The Red Flags Rule requires many businesses to develop, implement and administer an Identity Theft Prevention Program designed to detect the warning signs (or red flags) of identity theft, as well as to prevent and mitigate them. Similar to an AML program, the Identity Theft Prevention Program should be tailored to the risks of identity theft and must contain certain core elements.
The FTC’s original enforcement deadline of November 1, 2008 for non-bank entities has been delayed several times already and currently is scheduled to take effect on June 1, 2010. Federal regulatory banking agencies have already begun enforcing the rule.
The AMA’s lawsuit (pdf), filed on behalf of physicians, follows on the heels of successful lawsuits brought by the American Bar Association (ABA) on behalf of lawyers and the American Institute of Certified Public Accountants (AICPA) on behalf of accountants. In those cases, federal courts granted summary judgment for the ABA and enjoined the FTC from enforcing the Red Flags Rule against accountants for 90 days after a decision has been rendered by the court of appeals in the ABA case.

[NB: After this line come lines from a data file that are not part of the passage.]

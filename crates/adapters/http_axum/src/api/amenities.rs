//! JSON REST handlers for amenities.

use axum::Json;
use axum::extract::{Path, State as AxumState};
use axum::http::StatusCode;
use axum::response::{IntoResponse, Response};

use hbnb_app::ports::{
    AmenityRepository, CityRepository, ObjectCounter, PlaceRepository, StateRepository,
    UserRepository,
};
use hbnb_domain::id::AmenityId;
use hbnb_domain::amenity::{Amenity, AmenityBuilder, AmenityPatch};

use super::{empty_object, parse_id};
use crate::error::ApiError;
use crate::payload::Payload;
use crate::state::AppState;

/// Possible responses from the list endpoint.
pub enum ListResponse {
    Ok(Json<Vec<Amenity>>),
}

impl IntoResponse for ListResponse {
    fn into_response(self) -> Response {
        match self {
            Self::Ok(json) => json.into_response(),
        }
    }
}

/// Possible responses from the get and update endpoints.
pub enum GetResponse {
    Ok(Json<Amenity>),
}

impl IntoResponse for GetResponse {
    fn into_response(self) -> Response {
        match self {
            Self::Ok(json) => json.into_response(),
        }
    }
}

/// Possible responses from the create endpoint.
pub enum CreateResponse {
    Created(Json<Amenity>),
}

impl IntoResponse for CreateResponse {
    fn into_response(self) -> Response {
        match self {
            Self::Created(json) => (StatusCode::CREATED, json).into_response(),
        }
    }
}

/// Possible responses from the delete endpoint.
pub enum DeleteResponse {
    Ok,
}

impl IntoResponse for DeleteResponse {
    fn into_response(self) -> Response {
        match self {
            Self::Ok => empty_object().into_response(),
        }
    }
}

/// `GET /api/v1/amenities`
pub async fn list<SR, CR, AR, UR, PR, OC>(
    AxumState(state): AxumState<AppState<SR, CR, AR, UR, PR, OC>>,
) -> Result<ListResponse, ApiError>
where
    SR: StateRepository + Send + Sync + 'static,
    CR: CityRepository + Send + Sync + 'static,
    AR: AmenityRepository + Send + Sync + 'static,
    UR: UserRepository + Send + Sync + 'static,
    PR: PlaceRepository + Send + Sync + 'static,
    OC: ObjectCounter + Send + Sync + 'static,
{
    let amenities = state.amenity_service.list_amenities().await?;
    Ok(ListResponse::Ok(Json(amenities)))
}

/// `GET /api/v1/amenities/{amenity_id}`
pub async fn get<SR, CR, AR, UR, PR, OC>(
    AxumState(state): AxumState<AppState<SR, CR, AR, UR, PR, OC>>,
    Path(id): Path<String>,
) -> Result<GetResponse, ApiError>
where
    SR: StateRepository + Send + Sync + 'static,
    CR: CityRepository + Send + Sync + 'static,
    AR: AmenityRepository + Send + Sync + 'static,
    UR: UserRepository + Send + Sync + 'static,
    PR: PlaceRepository + Send + Sync + 'static,
    OC: ObjectCounter + Send + Sync + 'static,
{
    let amenity_id: AmenityId = parse_id("Amenity", &id)?;
    let found = state.amenity_service.get_amenity(amenity_id).await?;
    Ok(GetResponse::Ok(Json(found)))
}

/// `POST /api/v1/amenities`
pub async fn create<SR, CR, AR, UR, PR, OC>(
    AxumState(state): AxumState<AppState<SR, CR, AR, UR, PR, OC>>,
    payload: Payload<AmenityBuilder>,
) -> Result<CreateResponse, ApiError>
where
    SR: StateRepository + Send + Sync + 'static,
    CR: CityRepository + Send + Sync + 'static,
    AR: AmenityRepository + Send + Sync + 'static,
    UR: UserRepository + Send + Sync + 'static,
    PR: PlaceRepository + Send + Sync + 'static,
    OC: ObjectCounter + Send + Sync + 'static,
{
    let builder = payload.into_inner()?;
    let created = state.amenity_service.create_amenity(builder).await?;
    Ok(CreateResponse::Created(Json(created)))
}

/// `PUT /api/v1/amenities/{amenity_id}`
pub async fn update<SR, CR, AR, UR, PR, OC>(
    AxumState(state): AxumState<AppState<SR, CR, AR, UR, PR, OC>>,
    Path(id): Path<String>,
    payload: Payload<AmenityPatch>,
) -> Result<GetResponse, ApiError>
where
    SR: StateRepository + Send + Sync + 'static,
    CR: CityRepository + Send + Sync + 'static,
    AR: AmenityRepository + Send + Sync + 'static,
    UR: UserRepository + Send + Sync + 'static,
    PR: PlaceRepository + Send + Sync + 'static,
    OC: ObjectCounter + Send + Sync + 'static,
{
    let amenity_id: AmenityId = parse_id("Amenity", &id)?;
    let current = state.amenity_service.get_amenity(amenity_id).await?;
    let patch = payload.into_inner()?;
    let updated = state.amenity_service.update_amenity(current, patch).await?;
    Ok(GetResponse::Ok(Json(updated)))
}

/// `DELETE /api/v1/amenities/{amenity_id}`
pub async fn delete<SR, CR, AR, UR, PR, OC>(
    AxumState(state): AxumState<AppState<SR, CR, AR, UR, PR, OC>>,
    Path(id): Path<String>,
) -> Result<DeleteResponse, ApiError>
where
    SR: StateRepository + Send + Sync + 'static,
    CR: CityRepository + Send + Sync + 'static,
    AR: AmenityRepository + Send + Sync + 'static,
    UR: UserRepository + Send + Sync + 'static,
    PR: PlaceRepository + Send + Sync + 'static,
    OC: ObjectCounter + Send + Sync + 'static,
{
    let amenity_id: AmenityId = parse_id("Amenity", &id)?;
    state.amenity_service.delete_amenity(amenity_id).await?;
    Ok(DeleteResponse::Ok)
}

Congress is also considering legislation that would provide exemptions from the Red Flags Rule for certain professions, including lawyers, accountants and physicians. Despite passing in the House of Representatives by a 400-0 vote on October 20, 2009, H.R. 3763 (pdf) has yet to be considered by the Senate, and no related bills have been introduced in the Senate.
In light of the federal court’s injunction preventing enforcement of the FTC’s Red Flags Rule against accountants, it appears probable that a similar injunction will be entered in the action filed by the AMA. That is, the court may decide that the interests of justice are best served by enjoining enforcement of the Red Flags Rule against physicians until the FTC’s appeal in the ABA case has been decided.
In the meantime, hospitals, physicians’ offices, and other businesses that may be subject to the Red Flags Rule should become knowledgeable about the Red Flags Rule’s requirements and prepare to implement an Identity Theft Prevention Program in the event the enforcement deadline is not delayed past June 1, 2010.